Why are the religious disturbed?

The current “Apostolic Visitation” is not a normal dialogue between religious and church authorities. It is the ecclesiastical analogue of a grand jury indictment, set in motion when there is reasonable suspicion, probable cause, or a prima facie case of serious abuse or wrong-doing of some kind. There are currently several situations in the U.S. church that would justify such an investigation (widespread child sexual abuse by clerics, episcopal cover-ups of such abuse, long term sexual liaisons by people vowed to celibacy, embezzlement of church funds, cult-like practices in some church groups) but women religious are not significantly implicated in any of these. Religious are disturbed by the implied accusation of wrong-doing that the very fact of being subjected to an apostolic visitation involves, especially because the “charges” are vague or non-existent.

What is the motivation?

The motivation for the visitation remains very vague. Perhaps the most commonly voiced hypothesis of both lay and religious, is that the purpose of the investigation is to ascertain the size and status of the financial assets of religious orders of women in order to enable the U.S. bishops to take possession of those assets to pay their legal debts. Even if there is no validity to this hypothesis (and I dearly hope there is not) it is distressing that Catholics’ confidence in their hierarchy has been so eroded that they suspect their bishops of wishing to further impoverish religious orders struggling to support their elderly and infirm members. Another frequently voiced hypothesis, with perhaps more credibility, is that Cardinal Franc Rodé, the head of Congregation for Institutes of Consecrated Life and Societies of Apostolic Life, wants to mandate for all women religious a return to pre-conciliar lifestyles akin to those in his eastern European homeland under Communism. Again, the suspicion is not without some basis in remarks the cardinal has made publicly, but there is no proof of such an intention and, in any case, such a move would surely occasion far more trouble than the Vatican probably wants to deal with.

Mary E. Hunt writing at Religion Dispatches is clear that “The Vatican is investigating US Women religious, concerned that nuns are not in line on issues like same-sex love, women’s priestly ministry, and interreligious dialogue.
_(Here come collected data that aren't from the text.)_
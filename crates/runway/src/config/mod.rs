//! Server Configuration
//!
//! `RuntimeConfig` is layered with figment: built-in defaults, then an
//! optional `runway.toml`, then `RUNWAY_*` environment variables. The binary
//! applies CLI flags on top.

pub mod worker;

use std::path::{Path, PathBuf};

use figment::providers::{Env, Format, Serialized, Toml};
use figment::Figment;
use serde::{Deserialize, Serialize};

use crate::error::Result;

pub use worker::{ConfigCache, WorkerConfig, WorkerConfigPatch, WorkerKey};

/// Prefix of the internal API. Requests under it never reach plugins or apps.
pub const API_PREFIX: &str = "/api";

/// Default config file looked up in the working directory.
pub const DEFAULT_CONFIG_FILE: &str = "runway.toml";

/// Process-wide configuration
#[derive(Debug, Clone, Serialize, Deserialize)]
#[serde(default)]
pub struct RuntimeConfig {
    pub host: String,
    pub port: u16,
    /// Ordered search roots for apps; the first one receives deployments.
    pub apps_dirs: Vec<PathBuf>,
    pub body_limit_bytes: usize,
    pub pool: PoolSettings,
    pub worker: WorkerSettings,
    /// Built-in plugins to enable, in registration order.
    pub plugins: Vec<PluginEntry>,
}

impl Default for RuntimeConfig {
    fn default() -> Self {
        Self {
            host: "0.0.0.0".to_string(),
            port: 9700,
            apps_dirs: vec![PathBuf::from("./apps")],
            body_limit_bytes: 50 * 1024 * 1024,
            pool: PoolSettings::default(),
            worker: WorkerSettings::default(),
            plugins: Vec::new(),
        }
    }
}

#[derive(Debug, Clone, Serialize, Deserialize)]
#[serde(default)]
pub struct PoolSettings {
    pub sweep_interval_ms: u64,
    pub shutdown_grace_ms: u64,
    /// Memory pressure starts when the available fraction drops below this.
    pub memory_pressure_threshold: f64,
    /// Upper bound on live workers; 0 means unbounded.
    pub max_size: usize,
}

impl Default for PoolSettings {
    fn default() -> Self {
        Self {
            sweep_interval_ms: 10_000,
            shutdown_grace_ms: 5_000,
            memory_pressure_threshold: 0.1,
            max_size: 0,
        }
    }
}

#[derive(Debug, Clone, Serialize, Deserialize)]
#[serde(default)]
pub struct WorkerSettings {
    /// Command prefix for script entrypoints, e.g. `["bun", "run"]`.
    pub launcher: Vec<String>,
    pub install_command: Vec<String>,
    pub startup_timeout_ms: u64,
}

impl Default for WorkerSettings {
    fn default() -> Self {
        Self {
            launcher: vec!["bun".to_string(), "run".to_string()],
            install_command: vec!["bun".to_string(), "install".to_string()],
            startup_timeout_ms: 10_000,
        }
    }
}

/// One enabled plugin
#[derive(Debug, Clone, Serialize, Deserialize)]
pub struct PluginEntry {
    pub name: String,
    #[serde(default)]
    pub base: Option<String>,
    #[serde(default)]
    pub config: serde_json::Value,
}

impl RuntimeConfig {
    /// Load configuration from defaults, a TOML file and the environment.
    ///
    /// An explicit `path` must exist; without one, `runway.toml` is read
    /// only when present.
    pub fn load(path: Option<&Path>) -> Result<Self> {
        let mut figment = Figment::from(Serialized::defaults(RuntimeConfig::default()));

        match path {
            Some(path) => {
                if !path.exists() {
                    return Err(crate::Error::Config(format!(
                        "config file not found: {}",
                        path.display()
                    )));
                }
                figment = figment.merge(Toml::file(path));
            }
            None => figment = figment.merge(Toml::file(DEFAULT_CONFIG_FILE)),
        }

        let config: RuntimeConfig = figment
            .merge(Env::prefixed("RUNWAY_").split("__"))
            .extract()?;
        config.validate()?;
        Ok(config)
    }

    pub fn validate(&self) -> Result<()> {
        if self.apps_dirs.is_empty() {
            return Err(crate::Error::Config("apps_dirs must not be empty".into()));
        }
        if !(0.0..=1.0).contains(&self.pool.memory_pressure_threshold) {
            return Err(crate::Error::Config(
                "pool.memory_pressure_threshold must be between 0 and 1".into(),
            ));
        }
        Ok(())
    }

    /// Directory deployments are written to.
    pub fn deploy_root(&self) -> &Path {
        &self.apps_dirs[0]
    }
}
But this time they’ve gone too far.” She concludes:

The Vatican’s Congregation for Institutes of Consecrated Life and Societies of Apostolic Life (at the behest of Franc Cardinal Rode in December 2008) initiated the probe into the more than 350 US congregations of women. Mother Mary Clare Millea, leader of the Apostles of the Sacred Heart of Jesus, carries the awkward title of “Apostolic Visitator.” She was deputized by Rome to lead the four-step process that culminates in her confidential (the nuns will not see it) report to headquarters.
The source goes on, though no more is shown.